--- Data records Enclosed Below ---

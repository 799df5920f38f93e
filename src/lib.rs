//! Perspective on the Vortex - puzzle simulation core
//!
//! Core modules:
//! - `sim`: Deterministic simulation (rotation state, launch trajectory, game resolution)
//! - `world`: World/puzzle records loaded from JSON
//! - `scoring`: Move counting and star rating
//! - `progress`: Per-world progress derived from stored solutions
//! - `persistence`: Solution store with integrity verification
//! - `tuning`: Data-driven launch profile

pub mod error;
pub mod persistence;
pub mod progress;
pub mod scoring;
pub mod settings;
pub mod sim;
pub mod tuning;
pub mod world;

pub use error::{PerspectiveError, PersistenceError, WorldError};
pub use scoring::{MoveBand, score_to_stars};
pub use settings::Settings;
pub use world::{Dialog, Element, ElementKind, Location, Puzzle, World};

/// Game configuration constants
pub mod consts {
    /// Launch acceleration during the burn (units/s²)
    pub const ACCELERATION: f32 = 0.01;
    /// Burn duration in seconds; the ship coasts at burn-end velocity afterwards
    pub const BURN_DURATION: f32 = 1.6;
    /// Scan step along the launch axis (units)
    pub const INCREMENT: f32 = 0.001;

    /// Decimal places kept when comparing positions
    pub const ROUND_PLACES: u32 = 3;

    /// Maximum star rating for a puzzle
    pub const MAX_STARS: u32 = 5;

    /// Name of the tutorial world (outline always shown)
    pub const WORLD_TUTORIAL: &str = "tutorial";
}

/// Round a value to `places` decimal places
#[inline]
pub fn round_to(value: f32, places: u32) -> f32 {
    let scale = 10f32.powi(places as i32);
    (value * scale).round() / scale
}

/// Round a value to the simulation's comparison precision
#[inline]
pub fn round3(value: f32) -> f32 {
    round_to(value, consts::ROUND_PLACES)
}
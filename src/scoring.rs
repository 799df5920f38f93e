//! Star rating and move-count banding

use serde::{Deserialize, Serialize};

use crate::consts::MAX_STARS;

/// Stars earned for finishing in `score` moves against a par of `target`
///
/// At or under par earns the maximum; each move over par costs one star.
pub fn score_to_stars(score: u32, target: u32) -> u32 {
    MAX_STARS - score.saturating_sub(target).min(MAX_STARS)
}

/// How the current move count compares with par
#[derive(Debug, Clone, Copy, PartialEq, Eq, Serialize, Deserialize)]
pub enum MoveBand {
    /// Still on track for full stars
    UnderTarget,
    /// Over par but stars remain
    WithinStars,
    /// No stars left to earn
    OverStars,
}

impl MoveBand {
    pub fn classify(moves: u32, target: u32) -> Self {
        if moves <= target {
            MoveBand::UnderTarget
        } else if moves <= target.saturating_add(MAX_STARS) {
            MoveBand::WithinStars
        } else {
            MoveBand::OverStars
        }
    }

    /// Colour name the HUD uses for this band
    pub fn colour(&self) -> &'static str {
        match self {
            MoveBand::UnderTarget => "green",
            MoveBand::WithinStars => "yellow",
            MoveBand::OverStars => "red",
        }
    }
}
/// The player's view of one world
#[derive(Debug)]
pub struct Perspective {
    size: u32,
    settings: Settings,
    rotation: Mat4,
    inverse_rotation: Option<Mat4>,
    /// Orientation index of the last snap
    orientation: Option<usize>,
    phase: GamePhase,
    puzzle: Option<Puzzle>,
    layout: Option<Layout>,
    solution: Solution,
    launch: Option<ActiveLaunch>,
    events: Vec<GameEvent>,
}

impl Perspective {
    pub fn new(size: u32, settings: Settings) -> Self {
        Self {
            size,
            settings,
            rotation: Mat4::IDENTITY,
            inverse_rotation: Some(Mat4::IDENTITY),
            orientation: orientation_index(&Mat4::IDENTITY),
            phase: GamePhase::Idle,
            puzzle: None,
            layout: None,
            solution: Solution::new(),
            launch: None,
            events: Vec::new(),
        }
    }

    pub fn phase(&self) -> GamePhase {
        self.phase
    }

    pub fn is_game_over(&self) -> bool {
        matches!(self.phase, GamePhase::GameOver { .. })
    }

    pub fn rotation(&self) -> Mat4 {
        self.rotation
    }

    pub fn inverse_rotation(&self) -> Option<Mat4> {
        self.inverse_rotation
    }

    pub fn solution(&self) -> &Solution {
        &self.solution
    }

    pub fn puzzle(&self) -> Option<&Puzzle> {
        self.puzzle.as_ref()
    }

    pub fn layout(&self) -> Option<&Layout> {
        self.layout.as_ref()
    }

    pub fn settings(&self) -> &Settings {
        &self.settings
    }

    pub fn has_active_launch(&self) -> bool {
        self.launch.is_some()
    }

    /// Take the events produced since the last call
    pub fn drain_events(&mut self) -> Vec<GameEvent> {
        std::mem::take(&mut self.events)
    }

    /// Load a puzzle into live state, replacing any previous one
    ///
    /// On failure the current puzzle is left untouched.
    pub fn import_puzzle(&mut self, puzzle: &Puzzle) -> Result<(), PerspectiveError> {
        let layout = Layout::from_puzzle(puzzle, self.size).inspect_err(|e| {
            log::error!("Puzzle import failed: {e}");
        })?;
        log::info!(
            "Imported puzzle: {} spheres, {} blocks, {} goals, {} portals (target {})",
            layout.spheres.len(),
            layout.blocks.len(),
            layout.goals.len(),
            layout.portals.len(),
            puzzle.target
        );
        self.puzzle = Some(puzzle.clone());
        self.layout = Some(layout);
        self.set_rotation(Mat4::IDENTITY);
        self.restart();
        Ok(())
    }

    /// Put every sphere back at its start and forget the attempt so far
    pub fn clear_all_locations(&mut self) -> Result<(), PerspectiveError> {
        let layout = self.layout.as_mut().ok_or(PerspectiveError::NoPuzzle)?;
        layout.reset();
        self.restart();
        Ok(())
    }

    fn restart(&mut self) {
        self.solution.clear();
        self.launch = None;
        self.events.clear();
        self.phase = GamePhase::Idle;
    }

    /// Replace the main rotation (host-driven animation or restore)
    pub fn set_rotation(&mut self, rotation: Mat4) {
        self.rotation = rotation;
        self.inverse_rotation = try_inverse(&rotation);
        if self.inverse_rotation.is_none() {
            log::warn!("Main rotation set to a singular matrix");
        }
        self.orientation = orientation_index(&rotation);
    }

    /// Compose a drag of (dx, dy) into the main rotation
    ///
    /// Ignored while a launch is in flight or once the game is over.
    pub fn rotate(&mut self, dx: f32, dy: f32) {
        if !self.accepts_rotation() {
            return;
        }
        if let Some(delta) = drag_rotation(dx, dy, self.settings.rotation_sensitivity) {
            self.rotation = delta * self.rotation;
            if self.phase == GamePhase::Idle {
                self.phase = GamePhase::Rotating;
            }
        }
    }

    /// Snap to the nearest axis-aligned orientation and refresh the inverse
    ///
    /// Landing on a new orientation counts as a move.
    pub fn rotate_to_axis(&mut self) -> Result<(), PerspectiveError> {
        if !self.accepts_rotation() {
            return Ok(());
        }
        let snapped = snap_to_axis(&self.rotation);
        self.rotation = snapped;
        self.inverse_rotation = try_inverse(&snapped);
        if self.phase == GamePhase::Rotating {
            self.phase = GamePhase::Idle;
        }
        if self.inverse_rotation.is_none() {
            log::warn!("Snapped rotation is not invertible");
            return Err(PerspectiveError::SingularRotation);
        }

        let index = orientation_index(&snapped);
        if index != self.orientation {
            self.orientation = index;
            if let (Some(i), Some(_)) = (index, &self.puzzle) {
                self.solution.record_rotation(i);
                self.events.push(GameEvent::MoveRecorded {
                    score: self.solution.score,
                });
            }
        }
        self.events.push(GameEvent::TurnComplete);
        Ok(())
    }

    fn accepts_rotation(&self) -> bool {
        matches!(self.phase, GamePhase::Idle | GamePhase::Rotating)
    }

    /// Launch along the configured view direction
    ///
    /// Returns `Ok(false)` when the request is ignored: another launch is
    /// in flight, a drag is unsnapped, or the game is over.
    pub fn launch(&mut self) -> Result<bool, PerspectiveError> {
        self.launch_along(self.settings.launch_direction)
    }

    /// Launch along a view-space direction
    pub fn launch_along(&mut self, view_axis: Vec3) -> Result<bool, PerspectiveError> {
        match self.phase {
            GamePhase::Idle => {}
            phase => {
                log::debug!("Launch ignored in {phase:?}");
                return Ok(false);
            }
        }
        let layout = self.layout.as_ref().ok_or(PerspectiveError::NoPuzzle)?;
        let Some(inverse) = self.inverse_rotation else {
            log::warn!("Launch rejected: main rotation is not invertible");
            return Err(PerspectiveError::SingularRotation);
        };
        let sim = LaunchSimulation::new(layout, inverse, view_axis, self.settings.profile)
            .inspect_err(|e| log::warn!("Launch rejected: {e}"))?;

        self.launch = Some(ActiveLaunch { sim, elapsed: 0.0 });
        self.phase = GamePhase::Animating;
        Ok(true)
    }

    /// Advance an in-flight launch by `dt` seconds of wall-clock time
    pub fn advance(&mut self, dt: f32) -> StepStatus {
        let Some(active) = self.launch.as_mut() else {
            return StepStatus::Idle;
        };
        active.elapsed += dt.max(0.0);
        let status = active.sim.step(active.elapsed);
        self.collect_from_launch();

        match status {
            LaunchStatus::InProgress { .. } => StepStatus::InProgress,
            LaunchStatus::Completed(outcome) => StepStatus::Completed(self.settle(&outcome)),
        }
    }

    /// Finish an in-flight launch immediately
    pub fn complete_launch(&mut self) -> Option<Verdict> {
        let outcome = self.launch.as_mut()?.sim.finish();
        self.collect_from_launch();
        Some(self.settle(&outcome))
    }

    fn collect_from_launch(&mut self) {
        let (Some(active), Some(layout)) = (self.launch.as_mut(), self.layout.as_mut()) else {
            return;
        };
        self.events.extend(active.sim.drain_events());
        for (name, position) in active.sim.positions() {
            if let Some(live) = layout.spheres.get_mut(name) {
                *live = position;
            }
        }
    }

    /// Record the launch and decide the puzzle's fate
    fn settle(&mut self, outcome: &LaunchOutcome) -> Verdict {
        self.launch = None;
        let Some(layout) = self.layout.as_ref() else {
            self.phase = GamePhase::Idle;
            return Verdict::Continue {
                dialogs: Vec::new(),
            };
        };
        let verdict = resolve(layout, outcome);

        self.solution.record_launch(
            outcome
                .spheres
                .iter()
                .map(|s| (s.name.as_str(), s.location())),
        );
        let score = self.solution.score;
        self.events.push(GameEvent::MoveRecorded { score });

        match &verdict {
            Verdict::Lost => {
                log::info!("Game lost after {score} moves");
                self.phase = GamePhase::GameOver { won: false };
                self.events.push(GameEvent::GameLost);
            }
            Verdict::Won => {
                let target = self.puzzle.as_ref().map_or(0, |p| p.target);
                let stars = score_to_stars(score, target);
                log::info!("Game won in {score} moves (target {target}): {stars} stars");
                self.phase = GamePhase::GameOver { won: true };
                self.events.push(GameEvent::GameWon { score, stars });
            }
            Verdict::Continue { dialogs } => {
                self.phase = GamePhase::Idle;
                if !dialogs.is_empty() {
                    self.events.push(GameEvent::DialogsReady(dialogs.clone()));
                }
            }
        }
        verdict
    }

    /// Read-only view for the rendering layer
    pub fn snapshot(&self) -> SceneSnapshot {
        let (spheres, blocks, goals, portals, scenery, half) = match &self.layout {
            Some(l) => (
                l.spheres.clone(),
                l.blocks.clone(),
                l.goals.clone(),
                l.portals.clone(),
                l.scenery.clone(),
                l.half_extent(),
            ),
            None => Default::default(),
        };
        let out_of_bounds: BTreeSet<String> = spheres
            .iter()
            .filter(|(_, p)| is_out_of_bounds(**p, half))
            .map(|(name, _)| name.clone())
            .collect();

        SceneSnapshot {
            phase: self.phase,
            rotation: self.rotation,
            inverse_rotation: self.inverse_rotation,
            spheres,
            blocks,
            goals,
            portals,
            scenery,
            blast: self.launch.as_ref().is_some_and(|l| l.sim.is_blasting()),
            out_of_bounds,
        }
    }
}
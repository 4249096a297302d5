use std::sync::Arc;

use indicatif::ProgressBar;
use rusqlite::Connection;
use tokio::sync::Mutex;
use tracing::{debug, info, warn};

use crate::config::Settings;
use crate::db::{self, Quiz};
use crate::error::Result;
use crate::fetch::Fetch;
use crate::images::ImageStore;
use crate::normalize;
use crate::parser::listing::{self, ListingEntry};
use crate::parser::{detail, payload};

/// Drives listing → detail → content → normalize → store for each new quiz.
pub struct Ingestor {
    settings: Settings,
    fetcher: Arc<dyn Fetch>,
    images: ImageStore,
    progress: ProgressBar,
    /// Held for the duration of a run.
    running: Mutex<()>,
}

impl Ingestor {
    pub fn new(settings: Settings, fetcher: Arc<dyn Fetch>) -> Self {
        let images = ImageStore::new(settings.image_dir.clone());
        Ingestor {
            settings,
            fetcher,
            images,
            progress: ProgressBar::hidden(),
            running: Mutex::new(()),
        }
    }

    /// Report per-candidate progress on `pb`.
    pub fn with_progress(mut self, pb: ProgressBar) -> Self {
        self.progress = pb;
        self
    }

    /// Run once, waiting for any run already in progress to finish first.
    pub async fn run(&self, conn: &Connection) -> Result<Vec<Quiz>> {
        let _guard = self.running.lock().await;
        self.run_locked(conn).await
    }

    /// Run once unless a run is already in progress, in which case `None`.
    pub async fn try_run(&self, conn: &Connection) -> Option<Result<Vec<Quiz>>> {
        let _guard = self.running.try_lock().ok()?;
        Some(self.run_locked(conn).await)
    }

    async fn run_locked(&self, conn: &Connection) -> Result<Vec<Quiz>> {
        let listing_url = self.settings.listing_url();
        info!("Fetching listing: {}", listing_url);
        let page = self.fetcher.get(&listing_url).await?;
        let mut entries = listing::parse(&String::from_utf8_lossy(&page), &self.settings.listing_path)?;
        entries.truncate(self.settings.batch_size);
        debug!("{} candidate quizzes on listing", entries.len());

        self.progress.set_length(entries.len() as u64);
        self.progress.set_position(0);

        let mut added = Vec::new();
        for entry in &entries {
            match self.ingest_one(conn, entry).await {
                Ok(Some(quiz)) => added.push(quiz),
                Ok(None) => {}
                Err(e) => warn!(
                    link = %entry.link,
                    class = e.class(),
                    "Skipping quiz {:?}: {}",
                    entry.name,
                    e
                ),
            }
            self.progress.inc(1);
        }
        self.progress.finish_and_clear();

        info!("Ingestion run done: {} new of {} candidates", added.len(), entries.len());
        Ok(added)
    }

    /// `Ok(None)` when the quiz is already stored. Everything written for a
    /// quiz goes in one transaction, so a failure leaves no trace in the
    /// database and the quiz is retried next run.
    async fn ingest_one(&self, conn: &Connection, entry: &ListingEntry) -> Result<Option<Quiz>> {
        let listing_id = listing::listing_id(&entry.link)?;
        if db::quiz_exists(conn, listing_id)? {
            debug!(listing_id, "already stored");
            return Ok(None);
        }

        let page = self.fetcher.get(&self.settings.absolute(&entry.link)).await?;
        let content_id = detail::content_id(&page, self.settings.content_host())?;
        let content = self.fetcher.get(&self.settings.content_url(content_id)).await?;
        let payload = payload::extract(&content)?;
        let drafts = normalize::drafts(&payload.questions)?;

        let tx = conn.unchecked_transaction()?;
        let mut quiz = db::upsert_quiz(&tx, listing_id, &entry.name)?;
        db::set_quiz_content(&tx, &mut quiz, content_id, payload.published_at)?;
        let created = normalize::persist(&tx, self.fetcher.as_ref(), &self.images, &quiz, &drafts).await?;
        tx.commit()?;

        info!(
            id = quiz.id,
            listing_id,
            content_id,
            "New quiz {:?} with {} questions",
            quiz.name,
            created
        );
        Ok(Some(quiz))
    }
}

--- End of Enclosed Data records ---

- Required action
The answer is a bare number: how many lines of the records contain the string "questions"?

- Exercise response
2